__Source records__
——————
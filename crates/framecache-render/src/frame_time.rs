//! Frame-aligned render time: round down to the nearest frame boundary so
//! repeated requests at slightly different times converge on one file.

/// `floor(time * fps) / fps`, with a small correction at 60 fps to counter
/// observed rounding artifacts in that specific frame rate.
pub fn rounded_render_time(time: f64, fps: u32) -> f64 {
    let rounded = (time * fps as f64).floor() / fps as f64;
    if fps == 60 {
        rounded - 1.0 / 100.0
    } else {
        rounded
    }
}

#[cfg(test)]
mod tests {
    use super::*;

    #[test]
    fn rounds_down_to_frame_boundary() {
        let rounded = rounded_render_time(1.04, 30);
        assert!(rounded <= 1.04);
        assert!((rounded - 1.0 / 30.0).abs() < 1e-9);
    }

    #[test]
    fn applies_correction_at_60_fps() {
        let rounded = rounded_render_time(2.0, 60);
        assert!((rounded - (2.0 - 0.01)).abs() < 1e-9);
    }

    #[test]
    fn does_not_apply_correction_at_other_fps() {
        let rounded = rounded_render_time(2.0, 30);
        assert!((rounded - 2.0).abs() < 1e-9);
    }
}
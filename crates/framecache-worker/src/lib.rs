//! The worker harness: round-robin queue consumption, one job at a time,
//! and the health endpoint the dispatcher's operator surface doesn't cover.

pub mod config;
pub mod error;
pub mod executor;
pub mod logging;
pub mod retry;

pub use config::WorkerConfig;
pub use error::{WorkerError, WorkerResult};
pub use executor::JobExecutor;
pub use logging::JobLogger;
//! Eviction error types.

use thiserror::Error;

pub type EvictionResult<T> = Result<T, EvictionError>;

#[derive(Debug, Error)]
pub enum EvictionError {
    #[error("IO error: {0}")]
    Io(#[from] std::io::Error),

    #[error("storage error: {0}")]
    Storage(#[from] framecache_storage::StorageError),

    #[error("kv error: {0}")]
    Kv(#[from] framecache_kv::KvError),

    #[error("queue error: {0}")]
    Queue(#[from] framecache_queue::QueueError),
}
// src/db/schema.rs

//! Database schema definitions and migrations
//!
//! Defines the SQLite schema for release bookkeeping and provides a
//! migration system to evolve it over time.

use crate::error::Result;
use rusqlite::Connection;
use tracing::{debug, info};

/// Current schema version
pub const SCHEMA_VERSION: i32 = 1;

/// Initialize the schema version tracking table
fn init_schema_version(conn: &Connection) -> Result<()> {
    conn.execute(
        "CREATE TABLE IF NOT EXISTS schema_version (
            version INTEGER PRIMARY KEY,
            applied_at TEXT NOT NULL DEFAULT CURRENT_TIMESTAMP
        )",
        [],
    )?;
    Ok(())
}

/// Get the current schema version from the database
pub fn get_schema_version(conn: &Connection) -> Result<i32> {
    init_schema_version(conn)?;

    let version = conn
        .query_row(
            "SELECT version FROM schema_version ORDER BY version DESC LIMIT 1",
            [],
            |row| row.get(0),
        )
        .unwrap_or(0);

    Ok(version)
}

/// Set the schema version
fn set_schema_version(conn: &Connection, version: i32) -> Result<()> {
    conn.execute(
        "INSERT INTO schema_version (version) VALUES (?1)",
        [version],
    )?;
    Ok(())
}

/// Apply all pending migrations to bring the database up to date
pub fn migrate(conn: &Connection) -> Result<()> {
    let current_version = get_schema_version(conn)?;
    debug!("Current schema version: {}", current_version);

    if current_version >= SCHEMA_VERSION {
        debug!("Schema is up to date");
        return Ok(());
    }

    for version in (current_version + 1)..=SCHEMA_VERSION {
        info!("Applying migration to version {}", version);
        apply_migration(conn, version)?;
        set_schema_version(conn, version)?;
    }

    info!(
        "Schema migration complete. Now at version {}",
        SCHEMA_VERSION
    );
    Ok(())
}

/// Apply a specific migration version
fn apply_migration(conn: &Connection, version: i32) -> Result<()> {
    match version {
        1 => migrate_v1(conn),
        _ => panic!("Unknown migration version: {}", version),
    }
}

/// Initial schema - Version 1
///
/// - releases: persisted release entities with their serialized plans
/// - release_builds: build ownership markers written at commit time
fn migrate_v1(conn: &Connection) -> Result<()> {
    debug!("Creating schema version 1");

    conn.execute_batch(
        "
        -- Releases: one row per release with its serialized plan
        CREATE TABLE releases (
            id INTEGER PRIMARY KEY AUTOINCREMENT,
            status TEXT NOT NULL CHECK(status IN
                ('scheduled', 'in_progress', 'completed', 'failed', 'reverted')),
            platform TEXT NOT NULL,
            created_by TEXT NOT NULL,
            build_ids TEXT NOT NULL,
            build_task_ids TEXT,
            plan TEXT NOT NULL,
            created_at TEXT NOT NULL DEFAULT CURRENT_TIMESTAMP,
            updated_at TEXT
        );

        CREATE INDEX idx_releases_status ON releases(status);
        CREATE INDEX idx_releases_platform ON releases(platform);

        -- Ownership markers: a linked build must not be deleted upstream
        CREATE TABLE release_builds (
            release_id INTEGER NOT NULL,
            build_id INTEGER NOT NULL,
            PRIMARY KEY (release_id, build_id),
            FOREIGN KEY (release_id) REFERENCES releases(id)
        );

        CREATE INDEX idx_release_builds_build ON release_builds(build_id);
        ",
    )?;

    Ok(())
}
——————
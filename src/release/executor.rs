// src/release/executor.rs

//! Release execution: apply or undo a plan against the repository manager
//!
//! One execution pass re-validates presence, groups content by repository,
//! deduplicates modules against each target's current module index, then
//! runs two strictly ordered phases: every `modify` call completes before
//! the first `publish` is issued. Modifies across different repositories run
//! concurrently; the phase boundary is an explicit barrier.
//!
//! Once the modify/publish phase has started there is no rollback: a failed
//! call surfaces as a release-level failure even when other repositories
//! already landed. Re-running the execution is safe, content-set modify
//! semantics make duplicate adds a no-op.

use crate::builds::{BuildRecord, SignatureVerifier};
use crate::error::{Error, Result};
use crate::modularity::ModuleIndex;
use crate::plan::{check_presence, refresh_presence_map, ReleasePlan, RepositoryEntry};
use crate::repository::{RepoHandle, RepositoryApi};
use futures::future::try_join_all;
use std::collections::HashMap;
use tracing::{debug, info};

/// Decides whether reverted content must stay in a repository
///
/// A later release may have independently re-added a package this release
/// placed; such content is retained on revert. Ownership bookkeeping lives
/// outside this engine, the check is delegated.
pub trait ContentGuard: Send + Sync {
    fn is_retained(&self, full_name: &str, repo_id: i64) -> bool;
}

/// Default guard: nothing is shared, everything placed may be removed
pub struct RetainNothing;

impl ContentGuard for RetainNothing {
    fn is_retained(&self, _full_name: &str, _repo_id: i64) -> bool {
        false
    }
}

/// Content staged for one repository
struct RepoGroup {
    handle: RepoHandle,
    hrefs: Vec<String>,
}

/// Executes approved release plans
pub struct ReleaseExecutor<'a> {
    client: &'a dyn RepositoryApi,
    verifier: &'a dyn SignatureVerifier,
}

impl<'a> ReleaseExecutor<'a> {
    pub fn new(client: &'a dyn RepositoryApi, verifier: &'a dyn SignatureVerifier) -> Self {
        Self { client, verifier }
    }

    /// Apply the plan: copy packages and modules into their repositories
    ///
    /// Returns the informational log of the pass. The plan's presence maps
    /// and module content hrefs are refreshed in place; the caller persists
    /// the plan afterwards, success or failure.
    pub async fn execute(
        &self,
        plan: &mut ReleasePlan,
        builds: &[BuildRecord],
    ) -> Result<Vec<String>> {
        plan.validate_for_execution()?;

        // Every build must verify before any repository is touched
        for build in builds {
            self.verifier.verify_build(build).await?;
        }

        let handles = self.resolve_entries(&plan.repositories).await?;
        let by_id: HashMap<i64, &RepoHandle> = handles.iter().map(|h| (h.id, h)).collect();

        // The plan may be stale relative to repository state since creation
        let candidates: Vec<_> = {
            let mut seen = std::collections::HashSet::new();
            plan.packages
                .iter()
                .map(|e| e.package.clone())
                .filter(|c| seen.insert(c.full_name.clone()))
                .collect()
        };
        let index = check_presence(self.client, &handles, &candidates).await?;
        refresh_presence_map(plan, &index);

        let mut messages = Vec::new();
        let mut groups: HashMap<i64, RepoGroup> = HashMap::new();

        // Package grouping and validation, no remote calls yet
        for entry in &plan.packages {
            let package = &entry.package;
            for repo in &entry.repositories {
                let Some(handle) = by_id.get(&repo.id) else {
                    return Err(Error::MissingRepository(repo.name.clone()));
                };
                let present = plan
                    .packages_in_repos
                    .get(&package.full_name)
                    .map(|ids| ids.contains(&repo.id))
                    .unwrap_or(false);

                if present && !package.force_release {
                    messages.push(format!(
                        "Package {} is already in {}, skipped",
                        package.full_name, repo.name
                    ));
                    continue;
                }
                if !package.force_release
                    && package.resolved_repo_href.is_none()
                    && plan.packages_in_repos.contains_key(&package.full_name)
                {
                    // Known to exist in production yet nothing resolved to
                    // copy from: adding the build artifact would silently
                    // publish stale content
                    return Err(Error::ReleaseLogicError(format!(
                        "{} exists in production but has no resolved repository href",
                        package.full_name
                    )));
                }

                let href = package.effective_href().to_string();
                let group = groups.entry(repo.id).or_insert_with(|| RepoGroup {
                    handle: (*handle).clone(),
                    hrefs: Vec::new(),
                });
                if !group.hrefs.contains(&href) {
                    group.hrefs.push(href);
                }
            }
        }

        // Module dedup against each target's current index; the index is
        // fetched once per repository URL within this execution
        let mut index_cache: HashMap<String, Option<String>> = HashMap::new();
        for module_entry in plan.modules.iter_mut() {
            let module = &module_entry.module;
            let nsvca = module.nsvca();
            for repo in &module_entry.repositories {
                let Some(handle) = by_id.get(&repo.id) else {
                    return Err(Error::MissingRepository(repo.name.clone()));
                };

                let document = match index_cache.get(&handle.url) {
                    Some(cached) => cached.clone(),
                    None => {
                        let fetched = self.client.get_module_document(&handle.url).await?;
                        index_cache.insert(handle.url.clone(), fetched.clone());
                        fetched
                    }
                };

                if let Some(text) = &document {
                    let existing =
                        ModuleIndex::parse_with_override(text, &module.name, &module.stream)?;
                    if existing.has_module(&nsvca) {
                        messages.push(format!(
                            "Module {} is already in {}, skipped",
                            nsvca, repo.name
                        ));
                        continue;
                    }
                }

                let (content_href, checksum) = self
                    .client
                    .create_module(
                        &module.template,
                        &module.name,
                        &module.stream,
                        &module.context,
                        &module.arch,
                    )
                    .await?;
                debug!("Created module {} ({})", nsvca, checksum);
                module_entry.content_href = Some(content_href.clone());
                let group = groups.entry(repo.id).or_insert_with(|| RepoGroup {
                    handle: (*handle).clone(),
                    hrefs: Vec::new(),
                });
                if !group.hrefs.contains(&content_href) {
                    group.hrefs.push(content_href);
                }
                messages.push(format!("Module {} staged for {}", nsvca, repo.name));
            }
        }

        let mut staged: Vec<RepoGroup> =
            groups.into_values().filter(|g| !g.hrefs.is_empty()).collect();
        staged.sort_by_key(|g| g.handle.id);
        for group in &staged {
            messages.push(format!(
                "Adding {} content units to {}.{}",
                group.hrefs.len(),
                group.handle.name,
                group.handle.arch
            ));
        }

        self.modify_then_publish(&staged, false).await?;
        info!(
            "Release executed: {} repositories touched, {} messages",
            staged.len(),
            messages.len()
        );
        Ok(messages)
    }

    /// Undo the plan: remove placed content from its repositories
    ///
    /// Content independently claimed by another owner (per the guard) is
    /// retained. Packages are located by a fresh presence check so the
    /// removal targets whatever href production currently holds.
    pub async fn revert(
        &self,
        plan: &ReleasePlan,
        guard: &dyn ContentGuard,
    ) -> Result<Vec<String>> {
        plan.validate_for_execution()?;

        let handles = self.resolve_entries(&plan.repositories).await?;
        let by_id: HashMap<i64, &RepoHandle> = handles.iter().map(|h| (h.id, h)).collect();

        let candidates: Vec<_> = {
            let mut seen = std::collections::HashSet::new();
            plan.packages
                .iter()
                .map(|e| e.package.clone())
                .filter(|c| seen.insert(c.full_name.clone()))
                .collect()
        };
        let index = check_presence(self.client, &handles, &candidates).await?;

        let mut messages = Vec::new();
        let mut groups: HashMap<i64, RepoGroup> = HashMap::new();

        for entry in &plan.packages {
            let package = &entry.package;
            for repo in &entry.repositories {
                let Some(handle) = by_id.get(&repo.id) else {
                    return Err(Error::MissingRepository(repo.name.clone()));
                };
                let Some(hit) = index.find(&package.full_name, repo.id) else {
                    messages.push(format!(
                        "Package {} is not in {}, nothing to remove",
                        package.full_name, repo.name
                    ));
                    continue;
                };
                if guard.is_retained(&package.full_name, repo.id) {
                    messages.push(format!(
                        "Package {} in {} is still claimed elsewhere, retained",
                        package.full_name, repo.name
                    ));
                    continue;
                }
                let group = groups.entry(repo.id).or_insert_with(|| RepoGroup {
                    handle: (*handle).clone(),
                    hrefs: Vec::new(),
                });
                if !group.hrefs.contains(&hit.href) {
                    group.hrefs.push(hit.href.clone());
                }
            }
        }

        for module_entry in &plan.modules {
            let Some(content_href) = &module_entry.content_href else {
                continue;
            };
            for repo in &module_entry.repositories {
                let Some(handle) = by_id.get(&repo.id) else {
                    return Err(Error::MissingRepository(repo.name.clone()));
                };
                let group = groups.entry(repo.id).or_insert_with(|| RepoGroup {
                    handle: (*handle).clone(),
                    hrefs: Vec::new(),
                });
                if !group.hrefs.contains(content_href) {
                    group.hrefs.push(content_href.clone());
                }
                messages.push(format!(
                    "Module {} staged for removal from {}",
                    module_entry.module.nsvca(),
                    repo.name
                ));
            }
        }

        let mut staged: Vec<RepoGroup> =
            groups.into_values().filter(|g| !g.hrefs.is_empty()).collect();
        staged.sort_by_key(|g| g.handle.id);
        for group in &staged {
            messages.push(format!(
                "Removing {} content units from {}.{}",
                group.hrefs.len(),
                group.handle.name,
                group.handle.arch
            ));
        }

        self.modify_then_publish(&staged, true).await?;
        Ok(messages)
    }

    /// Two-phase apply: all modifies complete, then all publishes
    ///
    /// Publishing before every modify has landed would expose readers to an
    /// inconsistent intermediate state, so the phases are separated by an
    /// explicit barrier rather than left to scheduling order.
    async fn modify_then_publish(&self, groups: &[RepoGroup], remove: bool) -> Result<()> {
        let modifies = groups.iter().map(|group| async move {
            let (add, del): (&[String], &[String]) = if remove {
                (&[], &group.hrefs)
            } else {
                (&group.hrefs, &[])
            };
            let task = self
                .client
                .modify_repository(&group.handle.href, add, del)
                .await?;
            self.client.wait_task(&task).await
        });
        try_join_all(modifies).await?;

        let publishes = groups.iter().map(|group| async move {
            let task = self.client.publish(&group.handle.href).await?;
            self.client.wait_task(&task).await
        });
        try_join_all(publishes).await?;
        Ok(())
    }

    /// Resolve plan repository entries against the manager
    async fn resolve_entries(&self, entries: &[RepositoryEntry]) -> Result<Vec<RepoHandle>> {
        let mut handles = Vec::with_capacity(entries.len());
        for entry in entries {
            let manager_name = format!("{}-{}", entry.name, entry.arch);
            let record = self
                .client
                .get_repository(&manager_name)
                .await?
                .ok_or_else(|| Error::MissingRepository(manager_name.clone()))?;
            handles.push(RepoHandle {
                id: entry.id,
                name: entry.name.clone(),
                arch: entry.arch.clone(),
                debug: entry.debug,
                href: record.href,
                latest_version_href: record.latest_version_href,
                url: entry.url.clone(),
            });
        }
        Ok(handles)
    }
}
——————
__Exercise aim__
Repeat, exactly as they stand above, the lines from the line with "filename crates/framecache-render/src/frame_time.rs" to the line with "and provides a", both lines included.

__Response for this exercise__
filename crates/framecache-render/src/frame_time.rs
//! Frame-aligned render time: round down to the nearest frame boundary so
//! repeated requests at slightly different times converge on one file.

/// `floor(time * fps) / fps`, with a small correction at 60 fps to counter
/// observed rounding artifacts in that specific frame rate.
pub fn rounded_render_time(time: f64, fps: u32) -> f64 {
    let rounded = (time * fps as f64).floor() / fps as f64;
    if fps == 60 {
        rounded - 1.0 / 100.0
    } else {
        rounded
    }
}

#[cfg(test)]
mod tests {
    use super::*;

    #[test]
    fn rounds_down_to_frame_boundary() {
        let rounded = rounded_render_time(1.04, 30);
        assert!(rounded <= 1.04);
        assert!((rounded - 1.0 / 30.0).abs() < 1e-9);
    }

    #[test]
    fn applies_correction_at_60_fps() {
        let rounded = rounded_render_time(2.0, 60);
        assert!((rounded - (2.0 - 0.01)).abs() < 1e-9);
    }

    #[test]
    fn does_not_apply_correction_at_other_fps() {
        let rounded = rounded_render_time(2.0, 30);
        assert!((rounded - 2.0).abs() < 1e-9);
    }
}
filename crates/framecache-worker/src/lib.rs
//! The worker harness: round-robin queue consumption, one job at a time,
//! and the health endpoint the dispatcher's operator surface doesn't cover.

pub mod config;
pub mod error;
pub mod executor;
pub mod logging;
pub mod retry;

pub use config::WorkerConfig;
pub use error::{WorkerError, WorkerResult};
pub use executor::JobExecutor;
pub use logging::JobLogger;
//! Eviction error types.

use thiserror::Error;

pub type EvictionResult<T> = Result<T, EvictionError>;

#[derive(Debug, Error)]
pub enum EvictionError {
    #[error("IO error: {0}")]
    Io(#[from] std::io::Error),

    #[error("storage error: {0}")]
    Storage(#[from] framecache_storage::StorageError),

    #[error("kv error: {0}")]
    Kv(#[from] framecache_kv::KvError),

    #[error("queue error: {0}")]
    Queue(#[from] framecache_queue::QueueError),
}
// src/db/schema.rs

//! Database schema definitions and migrations
//!
//! Defines the SQLite schema for release bookkeeping and provides a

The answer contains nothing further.